Note: [1] Joint first authors.
Note: [2] Joint senior authors.
Abstract: Both healthy and pathological aging due to Alzheimer’s disease (AD) are associated with decreased brain grey matter volume (GMV) and disrupted white matter (WM) microstructure. Thinner macular ganglion cell-inner plexiform layer (GC-IPL) measured by spectral-domain optical coherence tomography has been reported in patients with AD and mild cognitive impairment. Emerging evidence suggested a link between thinner GC-IPL and lower GMV in subjects with no dementia using region-of-interest-based approach. However, it remains unknown whether GC-IPL thickness is associated with brain WM microstructure and how such association differed between normal and cognitively impaired subjects. Here, for subjects with no cognitive impairment (NCI), thinner GC-IPL was associated with lower WM microstructure integrity in the superior longitudinal fasciculus, inferior fronto-occipital fasciculus, corticospinal tracts, anterior thalamic radiation, and cingulum regions, while it was weakly associated with lower GMV in visual cortex and cerebellum. Nevertheless, these retina-brain associations were disrupted in the presence of cognitive impairment. Correlations between GMV and GC-IPL were lost in patients with cognitive impairment but no dementia (CIND) and AD patients. GC-IPL was related to WM microstructural disruption in similar regions with decreased significance.
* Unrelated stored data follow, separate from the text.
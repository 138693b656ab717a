//! Dense user×item interaction matrix.
//!
//! Rows are users in ascending `user_id` order, columns are posts in
//! ascending `post_id` order. Both orders are fixed for the lifetime of the
//! matrix and every downstream structure (factors, aligned similarity) is
//! indexed by them.
//!
//! Storage is a flattened row-major `Vec<f64>`: `data[u * nitems + i]`.
//! Absent cells are `0.0`.

use std::collections::{BTreeMap, BTreeSet, HashMap};

use log::{debug, info, trace, warn};
use smartcore::linalg::basic::arrays::Array2;
use smartcore::linalg::basic::matrix::DenseMatrix;

use crate::config::{Aggregation, InteractionWeights};
use crate::dataset::{InteractionRecord, InteractionType, PostId, UserId};
use crate::error::{RecommendError, Result};

/// Counters describing what happened to the interaction log during a build.
#[derive(Debug, Clone, Default, PartialEq, Eq)]
pub struct BuildReport {
    pub records_read: usize,
    pub records_used: usize,
    pub skipped_missing_ids: usize,
    pub skipped_unmapped_type: usize,
    /// Records that landed on an already populated (user, post) cell.
    pub duplicates_collapsed: usize,
}

impl BuildReport {
    pub fn skipped(&self) -> usize {
        self.skipped_missing_ids + self.skipped_unmapped_type
    }
}

#[derive(Debug, Clone, Copy, Default)]
struct Cell {
    sum: f64,
    count: usize,
    max: f64,
    last: f64,
}

impl Cell {
    fn push(&mut self, w: f64) {
        self.max = if self.count == 0 { w } else { self.max.max(w) };
        self.sum += w;
        self.last = w;
        self.count += 1;
    }

    fn value(&self, aggregation: Aggregation) -> f64 {
        match aggregation {
            Aggregation::Sum => self.sum,
            Aggregation::Mean => self.sum / self.count as f64,
            Aggregation::Max => self.max,
            Aggregation::Last => self.last,
        }
    }
}

/// Check that a record names both ids; the type is checked separately
/// because an unmapped type is configuration, not a schema problem.
pub fn validate_record(position: usize, record: &InteractionRecord) -> Result<(UserId, PostId)> {
    match (record.user_id, record.post_id) {
        (Some(u), Some(p)) => Ok((u, p)),
        (None, _) => Err(RecommendError::Schema {
            record: position,
            message: "missing user_id".to_string(),
        }),
        (_, None) => Err(RecommendError::Schema {
            record: position,
            message: "missing post_id".to_string(),
        }),
    }
}

#[derive(Debug, Clone)]
pub struct InteractionMatrix {
    pub nusers: usize,
    pub nitems: usize,
    pub data: Vec<f64>,
    user_ids: Vec<UserId>,
    post_ids: Vec<PostId>,
    user_index: HashMap<UserId, usize>,
    post_index: HashMap<PostId, usize>,
}

impl InteractionMatrix {
    /// Build the matrix from an interaction log.
    ///
    /// Records missing an id are dropped (`Schema`), records whose type has
    /// no configured weight are dropped, repeated (user, post) pairs collapse
    /// through `aggregation`. Fails only when nothing usable remains.
    pub fn from_records<I>(
        records: I,
        weights: &InteractionWeights,
        aggregation: Aggregation,
    ) -> Result<(Self, BuildReport)>
    where
        I: IntoIterator<Item = InteractionRecord>,
    {
        info!("Building interaction matrix (aggregation: {:?})", aggregation);
        let mut report = BuildReport::default();
        let mut cells: BTreeMap<(UserId, PostId), Cell> = BTreeMap::new();

        for (position, record) in records.into_iter().enumerate() {
            report.records_read += 1;
            let (user_id, post_id) = match validate_record(position, &record) {
                Ok(ids) => ids,
                Err(e) => {
                    trace!("{}", e);
                    report.skipped_missing_ids += 1;
                    continue;
                }
            };
            let Some(weight) = record.kind.and_then(|k: InteractionType| weights.weight(k)) else {
                trace!(
                    "record {}: interaction type {:?} has no weight",
                    position,
                    record.kind
                );
                report.skipped_unmapped_type += 1;
                continue;
            };

            let cell = cells.entry((user_id, post_id)).or_default();
            if cell.count > 0 {
                report.duplicates_collapsed += 1;
            }
            cell.push(weight);
            report.records_used += 1;
        }

        if report.skipped() > 0 {
            warn!(
                "Dropped {} of {} interaction records ({} missing ids, {} unmapped types)",
                report.skipped(),
                report.records_read,
                report.skipped_missing_ids,
                report.skipped_unmapped_type
            );
        }
        if cells.is_empty() {
            return Err(RecommendError::EmptyDataset);
        }

        let user_ids: Vec<UserId> = cells
            .keys()
            .map(|&(u, _)| u)
            .collect::<BTreeSet<_>>()
            .into_iter()
            .collect();
        let post_ids: Vec<PostId> = cells
            .keys()
            .map(|&(_, p)| p)
            .collect::<BTreeSet<_>>()
            .into_iter()
            .collect();
        let user_index: HashMap<UserId, usize> =
            user_ids.iter().enumerate().map(|(i, &u)| (u, i)).collect();
        let post_index: HashMap<PostId, usize> =
            post_ids.iter().enumerate().map(|(i, &p)| (p, i)).collect();

        let (nusers, nitems) = (user_ids.len(), post_ids.len());
        let mut data = vec![0.0; nusers * nitems];
        for (&(u, p), cell) in &cells {
            data[user_index[&u] * nitems + post_index[&p]] = cell.value(aggregation);
        }

        info!(
            "Interaction matrix built: {} users × {} posts, {} non-zero cells",
            nusers,
            nitems,
            cells.len()
        );
        debug!("Build report: {:?}", report);

        Ok((
            Self {
                nusers,
                nitems,
                data,
                user_ids,
                post_ids,
                user_index,
                post_index,
            },
            report,
        ))
    }

    /// Returns (nusers, nitems).
    #[inline]
    pub fn shape(&self) -> (usize, usize) {
        (self.nusers, self.nitems)
    }

    #[inline]
    pub fn user_ids(&self) -> &[UserId] {
        &self.user_ids
    }

    #[inline]
    pub fn post_ids(&self) -> &[PostId] {
        &self.post_ids
    }

    #[inline]
    pub fn user_index(&self, user_id: UserId) -> Option<usize> {
        self.user_index.get(&user_id).copied()
    }

    #[inline]
    pub fn post_index(&self, post_id: PostId) -> Option<usize> {
        self.post_index.get(&post_id).copied()
    }

    /// # Panics
    ///
    /// Panics if either index is out of bounds.
    #[inline]
    pub fn get(&self, user: usize, item: usize) -> f64 {
        assert!(
            user < self.nusers && item < self.nitems,
            "Index out of bounds: ({}, {}) for shape {:?}",
            user,
            item,
            self.shape()
        );
        self.data[user * self.nitems + item]
    }

    /// Zero-copy view of one user's weights over all items.
    #[inline]
    pub fn user_row(&self, user: usize) -> &[f64] {
        assert!(user < self.nusers, "User index out of bounds");
        let start = user * self.nitems;
        &self.data[start..start + self.nitems]
    }

    /// Item indices with a strictly positive weight for `user`.
    pub fn interacted_items(&self, user: usize) -> Vec<usize> {
        self.user_row(user)
            .iter()
            .enumerate()
            .filter(|(_, &w)| w > 0.0)
            .map(|(i, _)| i)
            .collect()
    }

    /// Copy into a smartcore matrix, users as rows.
    pub fn to_dense(&self) -> DenseMatrix<f64> {
        DenseMatrix::from_iterator(self.data.iter().copied(), self.nusers, self.nitems, 0)
    }

    /// Copy into a smartcore matrix, items as rows.
    pub fn to_dense_transposed(&self) -> DenseMatrix<f64> {
        let nitems = self.nitems;
        let nusers = self.nusers;
        let flat = (0..nitems).flat_map(|i| (0..nusers).map(move |u| (u, i)));
        DenseMatrix::from_iterator(
            flat.map(|(u, i)| self.data[u * nitems + i]),
            nitems,
            nusers,
            0,
        )
    }
}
In contrast, lower WM microstructure integrity in the fornix showed a trend of correlation with thinner GC-IPL in both CIND and AD but not NCI. Collectively, our findings suggest the possible physiological retina-brain relationship in healthy aging, which might be disrupted by disease-induced changes in patients with cognitive impairment. Longitudinal study with larger patient sample should follow to confirm the disease mechanism behind these retina-brain relationship changes.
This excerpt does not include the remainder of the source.